How do mail and parcel delivery scams target people expecting packages?
Parcel scams send fake delivery notifications claiming a fee or customs charge is needed to release a package, creating a plausible-sounding reason for a small payment or for sharing personal details.
Last reviewed: 10 June 2026
Explanation
Parcel delivery scams are effective because almost everyone regularly receives deliveries and occasionally experiences the legitimate frustration of a missed delivery or customs delay. A text or email claiming to be from a well-known courier service, stating that a small fee must be paid to release a package, is psychologically pre-calibrated to feel familiar and urgent.
The amounts requested are deliberately small — a few pounds, dollars, or euros — because a minor fee to receive an expected parcel does not trigger the same alarm as a large financial request. The proportion of people who click through and pay is helped by the scale of legitimate delivery activity: if enough people are receiving these messages, a meaningful percentage will have a genuine delivery in progress that makes the message seem personally relevant.
The link in the scam message leads either to a payment page that harvests card details, or to a page that also requests personal information like name, address, and phone number under the guise of confirming delivery details. This data is then used for further fraud or sold. Some delivery scam pages install malware when visited.
The scam is also used to harvest account credentials for actual courier platforms.
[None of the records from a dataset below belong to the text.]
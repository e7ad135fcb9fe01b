pub mod auth;
pub mod ebook;
pub mod organization;
pub mod redemption;
pub mod user;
A fake login page for a real courier service captures the target's username and password, which the scammer can then use to redirect genuine deliveries, access linked payment methods, or sell as credentials in bulk.
Common red flags
- A text message from a courier you do not recognise claims a delivery fee is needed
- The URL in a delivery message is not the courier's official domain
- You are asked for card details to pay a customs fee for a package you did not order
- The message references a tracking number that cannot be found on the courier's real site
- A message asks you to log in to your courier account via a link rather than the app
What to do now
- Never click links in delivery notification texts — go directly to the courier's official app or website
- Check for any real delivery by entering the tracking number directly on the courier's website
- If you entered card details, contact your bank immediately to dispute and replace the card
- Report the scam to the courier company whose name was used and to your national fraud authority
- Use delivery app notifications from installed official apps rather than SMS links
Frequently asked questions
Do real couriers ever charge a delivery fee by text?
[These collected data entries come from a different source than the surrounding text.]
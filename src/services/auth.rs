// src/services/auth.rs

use bcrypt::{hash, verify};
use chrono::Utc;
use jsonwebtoken::{DecodingKey, EncodingKey, Header, Validation, decode, encode};
use uuid::Uuid;

use crate::{
    common::error::AppError,
    db::{OrganizationRepository, UserRepository},
    models::auth::Claims,
    models::user::User,
};

#[derive(Clone)]
pub struct AuthService {
    user_repo: UserRepository,
    organization_repo: OrganizationRepository,
    jwt_secret: String,
}

impl AuthService {
    pub fn new(
        user_repo: UserRepository,
        organization_repo: OrganizationRepository,
        jwt_secret: String,
    ) -> Self {
        Self {
            user_repo,
            organization_repo,
            jwt_secret,
        }
    }

    pub async fn login(&self, email: &str, password: &str) -> Result<String, AppError> {
        let user = self
            .user_repo
            .find_by_email(&email.trim().to_lowercase())
            .await?
            .ok_or(AppError::InvalidCredentials)?;

        // Sem senha => primeiro acesso pendente. Não revela mais que
        // "credenciais inválidas".
        let password_hash = user
            .password_hash
            .clone()
            .ok_or(AppError::InvalidCredentials)?;

        // Executa a verificação em uma thread separada
        let password_clone = password.to_owned();
        let is_password_valid =
            tokio::task::spawn_blocking(move || verify(&password_clone, &password_hash))
                .await
                .map_err(|e| anyhow::anyhow!("Falha na task de verificação de senha: {}", e))??;

        if !is_password_valid {
            return Err(AppError::InvalidCredentials);
        }

        create_token(&self.jwt_secret, user.id)
    }

    // Primeiro acesso: o membro importado define a senha uma única vez.
    // O CPF só vale dentro do lojista informado.
    pub async fn first_access(
        &self,
        cpf: &str,
        organization_id: Uuid,
        password: &str,
    ) -> Result<String, AppError> {
        let organization = self
            .organization_repo
            .find_by_id(organization_id)
            .await?
            .filter(|org| org.is_active)
            .ok_or(AppError::OrganizationNotFound)?;

        let user = self
            .user_repo
            .find_by_cpf(&normalize_cpf(cpf))
            .await?
            .ok_or(AppError::UserNotFound)?;

        // Guarda contra takeover entre tenants por CPF adivinhado.
        if user.organization_id != organization.id {
            return Err(AppError::Forbidden);
        }

        if !user.first_access {
            return Err(AppError::PasswordAlreadySet);
        }

        // Hashing fora do runtime (bcrypt é caro)
        let password_clone = password.to_owned();
        let password_hash =
            tokio::task::spawn_blocking(move || hash(&password_clone, bcrypt::DEFAULT_COST))
                .await
                .map_err(|e| anyhow::anyhow!("Falha na task de hashing: {}", e))??;

        // O repositório só grava se first_access ainda for TRUE.
        let user = self.user_repo.set_first_password(user.id, &password_hash).await?;

        create_token(&self.jwt_secret, user.id)
    }

    pub async fn validate_token(&self, token: &str) -> Result<User, AppError> {
        let claims = decode_claims(&self.jwt_secret, token)?;

        self.user_repo
            .find_by_id(claims.sub)
            .await?
            .ok_or(AppError::UserNotFound)
    }
}

pub fn create_token(jwt_secret: &str, user_id: Uuid) -> Result<String, AppError> {
    let now = Utc::now();
    let expires_at = now + chrono::Duration::days(7);

    let claims = Claims {
        sub: user_id,
        exp: expires_at.timestamp() as usize,
        iat: now.timestamp() as usize,
    };

    Ok(encode(
        &Header::default(),
        &claims,
        &EncodingKey::from_secret(jwt_secret.as_ref()),
    )?)
}

pub fn decode_claims(jwt_secret: &str, token: &str) -> Result<Claims, AppError> {
    let token_data = decode::<Claims>(
        token,
        &DecodingKey::from_secret(jwt_secret.as_ref()),
        &Validation::default(),
    )
    .map_err(|_| AppError::InvalidToken)?;

    Ok(token_data.claims)
}

// CPF chega com ou sem máscara; no banco fica só o número.
pub fn normalize_cpf(cpf: &str) -> String {
    cpf.chars().filter(|c| c.is_ascii_digit()).collect()
}

#[cfg(test)]
mod token_tests {
    use super::*;

    #[test]
    fn create_and_decode_roundtrip() {
        let user_id = Uuid::new_v4();
        let token = create_token("segredo-de-teste", user_id).expect("token deve ser gerado");
        let claims = decode_claims("segredo-de-teste", &token).expect("token deve ser válido");
        assert_eq!(claims.sub, user_id);
        assert!(claims.exp > claims.iat);
    }

    #[test]
    fn decode_rejects_wrong_secret() {
        let token = create_token("segredo-a", Uuid::new_v4()).expect("token deve ser gerado");
        let err = decode_claims("segredo-b", &token).unwrap_err();
        assert!(matches!(err, AppError::InvalidToken));
    }

    #[test]
    fn decode_rejects_garbage() {
        let err = decode_claims("segredo", "nao-e-um-jwt").unwrap_err();
        assert!(matches!(err, AppError::InvalidToken));
    }
}

#[cfg(test)]
mod cpf_tests {
    use super::*;

    #[test]
    fn strips_mask_characters() {
        assert_eq!(normalize_cpf("123.456.789-09"), "12345678909");
        assert_eq!(normalize_cpf("12345678909"), "12345678909");
    }
}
In some countries, legitimate customs and import charges are communicated by text with a payment link. The safest approach is always to verify through the official courier app or website by manually entering the tracking number, rather than clicking any link.
What is smishing?
Smishing is phishing conducted via SMS text messages. The term combines 'SMS' and 'phishing.' Parcel delivery scams are among the most common smishing attacks because they piggyback on the high volume of legitimate delivery notifications most people receive.